De Freud a Pinker, la vida contemporánea se mueve impulsada por el estricto compás de la psicología. Pensemos, por ejemplo, en el eclipse de las iglesias —del confesionario al gabinete psicológico— o en el rol que han desempeñado Jung y sus arquetipos en el mapa de la ciencia ficción: Star Wars o el cómic Promethea sin ir más lejos. Como todas las modas, muchos de los presupuestos de la psicología terminan desgastándose —es el caso de los manuales de autoayuda—, o simplemente palidecen dejando paso a una nueva dogmática. ¿Qué perdura del psicoanálisis freudiano en nuestros días? A nivel terapéutico muy poco, aunque su estela cultural continúe siendo potente. Harold Bloom ha escrito, en alguna ocasión, que la originalidad de Freud consiste en haber ofrecido una nueva hermenéutica del alma humana, una especie de mitología cuya retórica traspasa la sensibilidad del siglo XX. El cine y la literatura, la pedagogía y el arte nos hablan de esta centralidad freudiana, así como de la pérdida del sentido clásico de la libertad. Dicho de otro modo, con la psicología nuestra libertad resulta menos intensa, precisamente porque hemos decidido tener la conciencia bajo sospecha. Detrás de nuestros actos y de nuestros razonamientos siempre se oculta algo —llamémosle como queramos— que nos predetermina o condiciona. Para Freud será el subconsciente. Para otros —pienso ahora en Pinker—, es el propio peso biológico de millones de años de evolución humana.

Entre Darwin y Freud se sitúa Steven Pinker —quizás el psicólogo cognitivo más influyente del momento—. Muchos lo conocimos gracias a un ensayo fundamental, La tabla rasa: la negación moderna de la naturaleza humana, donde —desde un estricto darwinismo— niega que el hombre sea una hoja en blanco maleable hasta el infinito. El contexto social nos influye —es cierto— pero no hasta el punto de convertirnos en lo que no somos. Así, retomando el eterno debate entre lo innato y lo aprendido, Pinker sostiene la inmutabilidad aparente de la condición humana o, al menos, la extrema lentitud de las mutaciones. Digo sostiene, aunque tenga que matizar.
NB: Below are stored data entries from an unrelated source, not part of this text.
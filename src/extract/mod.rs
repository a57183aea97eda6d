//! Abbreviation extraction
//!
//! Picks the text region to scan (the cursor's line, or an explicit range),
//! resolves the syntax context when the caller has none, and maps scanner
//! results back to document offsets.

mod scanner;

pub use scanner::{AbbreviationScanner, TokenScanner};

use crate::context::{self, SyntaxContext, View};
use crate::error::{Error, Result};
use crate::span::Span;
use crate::syntax::SyntaxKind;
use crate::text;

/// Where to look for an abbreviation
#[derive(Debug, Clone, Copy, PartialEq, Eq)]
pub enum Location {
    /// Scan the line containing this offset, up to the offset
    Offset(usize),
    /// Scan exactly this range, up to its end
    Range(Span),
}

impl From<usize> for Location {
    fn from(pos: usize) -> Self {
        Location::Offset(pos)
    }
}

impl From<Span> for Location {
    fn from(span: Span) -> Self {
        Location::Range(span)
    }
}

impl From<[usize; 2]> for Location {
    fn from(range: [usize; 2]) -> Self {
        Location::Range(range.into())
    }
}

/// An abbreviation found in the text
///
/// `start` includes a required prefix (such as JSX `<`), `location` is where
/// the abbreviation itself begins.
#[derive(Debug, Clone, PartialEq, Eq)]
pub struct AbbreviationMatch {
    pub abbreviation: String,
    pub start: usize,
    pub end: usize,
    pub location: usize,
}

impl AbbreviationMatch {
    /// Span to replace with the expansion
    pub fn span(&self) -> Span {
        Span::new(self.start, self.end)
    }

    fn shift(self, offset: usize) -> Self {
        Self {
            start: self.start + offset,
            end: self.end + offset,
            location: self.location + offset,
            ..self
        }
    }
}

/// Options handed to an `AbbreviationScanner`
#[derive(Debug, Clone, PartialEq, Eq)]
pub struct ScanOptions {
    pub kind: SyntaxKind,
    pub look_ahead: bool,
    pub prefix: Option<String>,
}

impl From<&SyntaxContext> for ScanOptions {
    fn from(ctx: &SyntaxContext) -> Self {
        Self {
            kind: ctx.kind,
            look_ahead: ctx.look_ahead,
            prefix: ctx.prefix.clone(),
        }
    }
}

/// Extract the abbreviation at `location` with the built-in scanner
pub fn extract_abbreviation<V: View + ?Sized>(
    view: &V,
    location: impl Into<Location>,
    options: Option<SyntaxContext>,
) -> Result<Option<(AbbreviationMatch, SyntaxContext)>> {
    extract_abbreviation_with(view, location, options, &TokenScanner)
}

/// Extract the abbreviation at `location` using `scanner`
///
/// Returns the match in document offsets together with the syntax context
/// it was scanned under. Stylesheets never look ahead past auto-closed
/// characters, whatever the options say.
pub fn extract_abbreviation_with<V, S>(
    view: &V,
    location: impl Into<Location>,
    options: Option<SyntaxContext>,
    scanner: &S,
) -> Result<Option<(AbbreviationMatch, SyntaxContext)>>
where
    V: View + ?Sized,
    S: AbbreviationScanner + ?Sized,
{
    let code = view.text();
    let (pos, region) = match location.into() {
        Location::Offset(pt) => {
            let pt = text::clamp_offset(code, pt);
            (pt, text::line_span(code, pt))
        }
        Location::Range(span) => {
            let span = Span::new(
                text::clamp_offset(code, span.start),
                text::clamp_offset(code, span.end),
            );
            (span.end, span)
        }
    };

    let mut ctx = options.unwrap_or_else(|| context::resolve(view, pos, false));
    if ctx.kind == SyntaxKind::Stylesheet {
        ctx.look_ahead = false;
    }

    let scan_options = ScanOptions::from(&ctx);
    let found = scanner
        .scan(region.slice(code), pos - region.start, &scan_options)
        .map_err(|err| match err {
            Error::MalformedAbbreviation { pos, message } => Error::MalformedAbbreviation {
                pos: pos + region.start,
                message,
            },
            other => other,
        })?;

    Ok(found.map(|m| (m.shift(region.start), ctx)))
}
//! Syntax identification
//!
//! This module answers "what kind of text is at this offset":
//! - Known Emmet syntaxes and their file extensions
//! - Classification of an offset into a syntax (markup or stylesheet)
//! - Scope selectors for finer-grained classification inside CSS

mod builtin;
mod registry;
pub mod scope;

pub use registry::{SyntaxDefinition, SyntaxRegistry};
pub use scope::{ScopeSelector, ScopeView};

/// Broad family of a syntax, which decides how abbreviations are scanned
#[derive(Debug, Clone, Copy, PartialEq, Eq, Hash, Default)]
pub enum SyntaxKind {
    #[default]
    Markup,
    Stylesheet,
}

impl SyntaxKind {
    pub fn name(&self) -> &'static str {
        match self {
            SyntaxKind::Markup => "markup",
            SyntaxKind::Stylesheet => "stylesheet",
        }
    }
}

/// Syntax metadata for a single offset in a document
#[derive(Debug, Clone, PartialEq, Eq)]
pub struct SyntaxInfo {
    /// Emmet syntax name (e.g., "html", "css", "jsx")
    pub syntax: String,
    pub kind: SyntaxKind,
    /// HTML-flavoured markup: tag context can be matched
    pub html: bool,
    /// XML dialect: no implied void elements
    pub xml: bool,
    pub jsx: bool,
    /// Offset sits in an inline fragment, e.g. a `style` attribute value
    pub inline: bool,
}

/// Classifies offsets of a document into syntaxes
pub trait SyntaxClassifier {
    /// Syntax at `pos`, or None if the document has no known syntax there
    fn classify(&self, pos: usize) -> Option<SyntaxInfo>;
}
En su más reciente libro, The Better Angels of Our Nature: The Decline of Violence in History and its Causes, el ensayista canadiense sugiere un cierto viraje de su tesis central. Pinker analiza la violencia en la sociedad actual y constata cómo ha disminuido, hasta el punto de afirmar que la guerra moderna sólo es posible en sociedades tribales o en culturas que no han pasado por el cedazo de la Ilustración. Pero, en realidad ¿es así? ¿Se puede juzgar el pasado con las anteojeras ideológicas del presente? ¿No se subliman en nuestra época —como en cualquier otra— ciertos rostros de la violencia que acaban siendo aceptados por la mayoría? En definitiva, como se pregunta el filósofo británico John Gray, ¿no es ingenuo sostener —volvemos a Darwin— que basten apenas unos siglos de racionalismo ilustrado para domesticar a los ángeles caídos de la naturaleza humana?

Y, sin embargo, uno simpatiza más con este último Pinker que con el anterior. El hombre es mucho más de lo que nos pueda enseñar la psicología o de lo que nos predetermina la biología; entre otras cosas porque en la misma raíz de nuestro ser se encuentra la capacidad de aportar, de añadir algo nuevo a lo que ya existe, y, por tanto, de mejorarnos a nosotros mismos y a los demás. Somos perfeccionables. Y quisiera creer que las sociedades también lo son.